Not a downsizing, but an upsizing to a place with more storage and a bigger kitchen.
But when I opened the cabinet where I store my cookbooks, magazines and thousands of recipes that I've been saving for the past couple of decades, I was horrified. Had I become a hoarder?
I started pulling them out and making giveaway piles, but it wasn't long before the stacks were so tall that the dog couldn't find his way to the door. That was the moment I decided to pare down my cookbooks and shift my recipe collection from the sagging shelves of a big front hall cabinet to a thumbprint-size digital folder on the desktop of my 13-inch laptop, where I quickly discovered that I am not a pioneer in this endeavor.
The Internet is full of discussions, apps and suggestions on how to create a digital recipe box.

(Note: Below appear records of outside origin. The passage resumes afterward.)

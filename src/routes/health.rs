use axum::{Json, Router, extract::State, routing::get};

use crate::{dto::health::HealthResponse, services::health_service, state::SharedState};

#[utoipa::path(
    get,
    path = "/healthcheck",
    tag = "health",
    responses((status = 200, description = "Service is healthy", body = HealthResponse))
)]
/// Return the current health status of the backend and ping the room store.
pub async fn healthcheck(State(state): State<SharedState>) -> Json<HealthResponse> {
    let status = health_service::health_status(&state).await;
    Json(status)
}

/// Configure the health routes subtree.
pub fn router() -> Router<SharedState> {
    Router::<SharedState>::new().route("/healthcheck", get(healthcheck))
}
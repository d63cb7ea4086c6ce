//! Pure state-transition engine encoding the rules of a Family Feud game.
//!
//! [`RoomReducer::reduce`] takes the current [`GameRoom`] and an [`Action`] and
//! returns the complete next room together with the audio [`Cue`]s the
//! transition triggers. The input room is never mutated and malformed or
//! out-of-range actions leave the room untouched.

use std::sync::Arc;

use serde::{Deserialize, Serialize};
use serde_json::{Map, Value};
use tracing::debug;
use utoipa::ToSchema;

use crate::state::{
    questions::QuestionBank,
    room::{GameRoom, GameState, MAX_STRIKES, Team},
};

/// Faces of the duel die.
const DIE_FACES: std::ops::RangeInclusive<u8> = 1..=6;

/// Intents submitted by the host or players.
#[derive(Debug, Clone, PartialEq, Eq, Serialize, Deserialize)]
#[serde(tag = "type", rename_all = "SCREAMING_SNAKE_CASE")]
pub enum Action {
    /// Remove a participant from the room.
    #[serde(rename_all = "camelCase")]
    DisconnectUser { user_id: String },
    /// Move a participant to a team, optionally changing their captain flag.
    #[serde(rename_all = "camelCase")]
    JoinTeam {
        user_id: String,
        team: Team,
        #[serde(default)]
        is_captain: Option<bool>,
    },
    /// Open a new duel between the two captains.
    StartDuel,
    /// Hand the floor to a team.
    #[serde(rename_all = "camelCase")]
    SetActiveTeam { team: Team },
    /// Record a captain's duel roll.
    #[serde(rename_all = "camelCase")]
    RollDice { roller_id: String, value: u8 },
    /// Start guessing the current question.
    StartRound,
    /// Flip an answer card of the current question.
    #[serde(rename_all = "camelCase")]
    RevealAnswer { answer_id: u32 },
    /// Record a wrong guess.
    AddStrike,
    /// Give the opposing team its steal attempt.
    TriggerSteal,
    /// Bank the round score and move to the next question.
    #[serde(rename_all = "camelCase")]
    EndRound { winner_team: Team },
    /// Start over with a fresh question bank, keeping participants.
    ResetGame,
    /// Any unrecognized or malformed action.
    #[serde(other)]
    Unknown,
}

impl Action {
    /// Build an action from the `(type, payload)` pair sent by a presentation layer.
    ///
    /// Payloads that do not match the declared type degrade to [`Action::Unknown`].
    pub fn from_submission(kind: &str, payload: Value) -> Self {
        let mut fields = match payload {
            Value::Object(fields) => fields,
            Value::Null => Map::new(),
            other => {
                debug!(kind, payload = %other, "action payload is not an object; ignoring");
                return Action::Unknown;
            }
        };
        fields.insert("type".into(), Value::String(kind.to_string()));

        serde_json::from_value(Value::Object(fields)).unwrap_or_else(|err| {
            debug!(kind, error = %err, "malformed action payload; ignoring");
            Action::Unknown
        })
    }

    /// Wire name of the action, for logging.
    pub fn name(&self) -> &'static str {
        match self {
            Action::DisconnectUser { .. } => "DISCONNECT_USER",
            Action::JoinTeam { .. } => "JOIN_TEAM",
            Action::StartDuel => "START_DUEL",
            Action::SetActiveTeam { .. } => "SET_ACTIVE_TEAM",
            Action::RollDice { .. } => "ROLL_DICE",
            Action::StartRound => "START_ROUND",
            Action::RevealAnswer { .. } => "REVEAL_ANSWER",
            Action::AddStrike => "ADD_STRIKE",
            Action::TriggerSteal => "TRIGGER_STEAL",
            Action::EndRound { .. } => "END_ROUND",
            Action::ResetGame => "RESET_GAME",
            Action::Unknown => "UNKNOWN",
        }
    }
}

/// Sound cues emitted alongside transitions.
#[derive(Debug, Clone, Copy, PartialEq, Eq, Serialize, Deserialize, ToSchema)]
#[serde(rename_all = "snake_case")]
pub enum Cue {
    /// Answer revealed or floor handed over.
    Ding,
    /// Wrong guess.
    Buzzer,
    /// Round resolved or room created.
    Tada,
    /// A captain rolled the duel die.
    DiceRoll,
}

impl Cue {
    /// Name of the sound asset.
    pub fn name(self) -> &'static str {
        match self {
            Cue::Ding => "ding",
            Cue::Buzzer => "buzzer",
            Cue::Tada => "tada",
            Cue::DiceRoll => "dice_roll",
        }
    }
}

/// Outcome of reducing one action.
#[derive(Debug, Clone, PartialEq, Eq)]
pub struct Reduction {
    /// The complete next room.
    pub room: GameRoom,
    /// Cues to play, in emission order.
    pub cues: Vec<Cue>,
    changed: bool,
}

impl Reduction {
    /// True when the action neither changed the room nor emitted a cue.
    pub fn is_noop(&self) -> bool {
        !self.changed && self.cues.is_empty()
    }

    /// True when the next room differs from the input room.
    pub fn changed(&self) -> bool {
        self.changed
    }
}

/// Applies actions to rooms; holds the question bank used by resets.
#[derive(Debug, Clone)]
pub struct RoomReducer {
    bank: Arc<QuestionBank>,
}

impl RoomReducer {
    /// Create a reducer resetting rooms from `bank`.
    pub fn new(bank: Arc<QuestionBank>) -> Self {
        Self { bank }
    }

    /// Template catalog backing resets.
    pub fn bank(&self) -> &QuestionBank {
        &self.bank
    }

    /// Compute the room following `action`.
    pub fn reduce(&self, room: &GameRoom, action: &Action) -> Reduction {
        let mut next = room.clone();
        let mut cues = Vec::new();

        match action {
            Action::DisconnectUser { user_id } => disconnect_user(&mut next, user_id),
            Action::JoinTeam {
                user_id,
                team,
                is_captain,
            } => join_team(&mut next, user_id, *team, *is_captain),
            Action::StartDuel => start_duel(&mut next),
            Action::SetActiveTeam { team } => {
                next.active_team = *team;
                cues.push(Cue::Ding);
            }
            Action::RollDice { roller_id, value } => {
                roll_dice(&mut next, roller_id, *value, &mut cues)
            }
            Action::StartRound => start_round(&mut next),
            Action::RevealAnswer { answer_id } => reveal_answer(&mut next, *answer_id, &mut cues),
            Action::AddStrike => add_strike(&mut next, &mut cues),
            Action::TriggerSteal => next.state = GameState::Steal,
            Action::EndRound { winner_team } => end_round(&mut next, *winner_team, &mut cues),
            Action::ResetGame => self.reset_game(&mut next),
            Action::Unknown => {}
        }

        let changed = next != *room;
        Reduction {
            room: next,
            cues,
            changed,
        }
    }

    fn reset_game(&self, room: &mut GameRoom) {
        room.active_questions = self.bank.reset_questions();
        room.team_a_score = 0;
        room.team_b_score = 0;
        room.current_question_id = 1;
        room.dice_results.clear();
        room.strikes = 0;
        room.round_score = 0;
        room.active_team = Team::None;
        room.state = GameState::Lobby;
    }
}

fn disconnect_user(room: &mut GameRoom, user_id: &str) {
    // The host owns the room and leaves by tearing down their session instead.
    if room.host_id == user_id {
        return;
    }
    room.users.retain(|user| user.id != user_id);
    room.dice_results.shift_remove(user_id);
}

fn join_team(room: &mut GameRoom, user_id: &str, team: Team, is_captain: Option<bool>) {
    let Some(user) = room.users.iter_mut().find(|user| user.id == user_id) else {
        return;
    };

    user.team = team;
    if let Some(flag) = is_captain {
        user.is_captain = flag;
    }

    // At most one captain per playing team: the newcomer takes over the role.
    if user.is_captain && team.is_playing() {
        for other in room
            .users
            .iter_mut()
            .filter(|other| other.id != user_id && other.team == team)
        {
            other.is_captain = false;
        }
    }

    // Only sitting captains keep a duel roll.
    let captains: Vec<String> = room
        .users
        .iter()
        .filter(|user| user.is_captain && user.team.is_playing())
        .map(|user| user.id.clone())
        .collect();
    room.dice_results.retain(|roller, _| captains.iter().any(|id| id == roller));
}

fn start_duel(room: &mut GameRoom) {
    if room.state == GameState::Finished {
        return;
    }
    room.state = GameState::Duel;
    room.dice_results.clear();
    room.active_team = Team::None;
}

fn roll_dice(room: &mut GameRoom, roller_id: &str, value: u8, cues: &mut Vec<Cue>) {
    if room.state != GameState::Duel || !DIE_FACES.contains(&value) {
        return;
    }

    let is_team_captain = room
        .user(roller_id)
        .is_some_and(|user| user.is_captain && user.team.is_playing());
    // A recorded roll stands until the next duel, ties included.
    if !is_team_captain || room.dice_results.contains_key(roller_id) {
        return;
    }

    room.dice_results.insert(roller_id.to_string(), value);
    cues.push(Cue::DiceRoll);
    resolve_duel(room);
}

fn resolve_duel(room: &mut GameRoom) {
    let all_rolled = room
        .users
        .iter()
        .filter(|user| user.is_captain && user.team.is_playing())
        .all(|captain| room.dice_results.contains_key(&captain.id));
    if !all_rolled {
        return;
    }

    let roll_of = |team| {
        room.captain_of(team)
            .and_then(|captain| room.dice_results.get(&captain.id).copied())
    };

    match (roll_of(Team::A), roll_of(Team::B)) {
        (Some(a), Some(b)) if a > b => room.active_team = Team::A,
        (Some(a), Some(b)) if b > a => room.active_team = Team::B,
        _ => {}
    }
}

fn start_round(room: &mut GameRoom) {
    if room.state == GameState::Finished {
        return;
    }
    room.state = GameState::Round;
    room.strikes = 0;
    room.round_score = 0;
}

fn reveal_answer(room: &mut GameRoom, answer_id: u32, cues: &mut Vec<Cue>) {
    let stealing = match room.state {
        GameState::Round => false,
        GameState::Steal => true,
        _ => return,
    };

    let Some(answer) = room
        .current_question_mut()
        .and_then(|question| question.answers.iter_mut().find(|a| a.id == answer_id))
    else {
        return;
    };
    if answer.revealed {
        return;
    }

    answer.revealed = true;
    let points = answer.points;
    room.round_score = room.round_score.saturating_add(points);
    cues.push(Cue::Ding);

    if stealing {
        let thief = room.active_team.opposite();
        end_round(room, thief, cues);
    }
}

fn add_strike(room: &mut GameRoom, cues: &mut Vec<Cue>) {
    let before = room.strikes;
    room.strikes = before.saturating_add(1).min(MAX_STRIKES);
    cues.push(Cue::Buzzer);

    if before < MAX_STRIKES && room.strikes == MAX_STRIKES {
        room.state = GameState::Steal;
    }
}

fn end_round(room: &mut GameRoom, winner: Team, cues: &mut Vec<Cue>) {
    if room.state == GameState::Finished {
        return;
    }

    match winner {
        Team::A => room.team_a_score = room.team_a_score.saturating_add(room.round_score),
        Team::B => room.team_b_score = room.team_b_score.saturating_add(room.round_score),
        Team::None => {}
    }

    room.current_question_id = room.current_question_id.saturating_add(1);
    room.round_score = 0;
    room.strikes = 0;
    room.active_team = Team::None;
    room.state = if room.current_question_id as usize > room.active_questions.len() {
        GameState::Finished
    } else {
        GameState::Lobby
    };
    cues.push(Cue::Tada);
}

With tablets, iPads and other devices becoming ever more portable, it's a process that I haven't yet come to regret.
Not that I'll ever get rid of the vintage book of cocktail recipes from the Savoy Hotel in London that I got from my friend Deb, whose parents picked it up during their honeymoon in the 1930s. Or the cookbook that I received from a woman I met in Sitka, Alaska, while we ate a spontaneous supper on the small tugboat she'd just piloted through the Inside Passage. Or the collection of Buchta family recipes that my cousin, Lisa, collected from some of the ancient aunties.

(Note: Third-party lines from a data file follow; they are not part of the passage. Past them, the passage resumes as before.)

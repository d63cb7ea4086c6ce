/// Database model definitions.
pub mod models;
/// Shared room document store (replication boundary).
pub mod room_store;
/// Local session persistence slots.
pub mod session;
/// Storage abstraction layer for database operations.
pub mod storage;
use serde::Serialize;
use utoipa::ToSchema;

/// Whether the room store is reachable.
#[derive(Debug, Clone, Copy, PartialEq, Eq, Serialize, ToSchema)]
#[serde(rename_all = "lowercase")]
pub enum HealthStatus {
    Ok,
    /// No room store; rooms cannot be created, joined or replicated.
    Degraded,
}

/// Body of the `/healthcheck` route.
#[derive(Debug, Serialize, ToSchema)]
pub struct HealthResponse {
    /// Whether a room store is reachable.
    pub status: HealthStatus,
}

impl From<bool> for HealthResponse {
    fn from(degraded: bool) -> Self {
        let status = if degraded {
            HealthStatus::Degraded
        } else {
            HealthStatus::Ok
        };
        Self { status }
    }
}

The giveaway pile grew and so did the stack of recipes set for scanning. I had already started to copy recipes that I found on the Internet into a folder on my desktop computer, and I made a commitment to continue the digital collection.
The decision required some mental gymnastics. A laptop is no substitute for the batter-stained pages of a favorite food magazine -- especially for someone obsessed with food.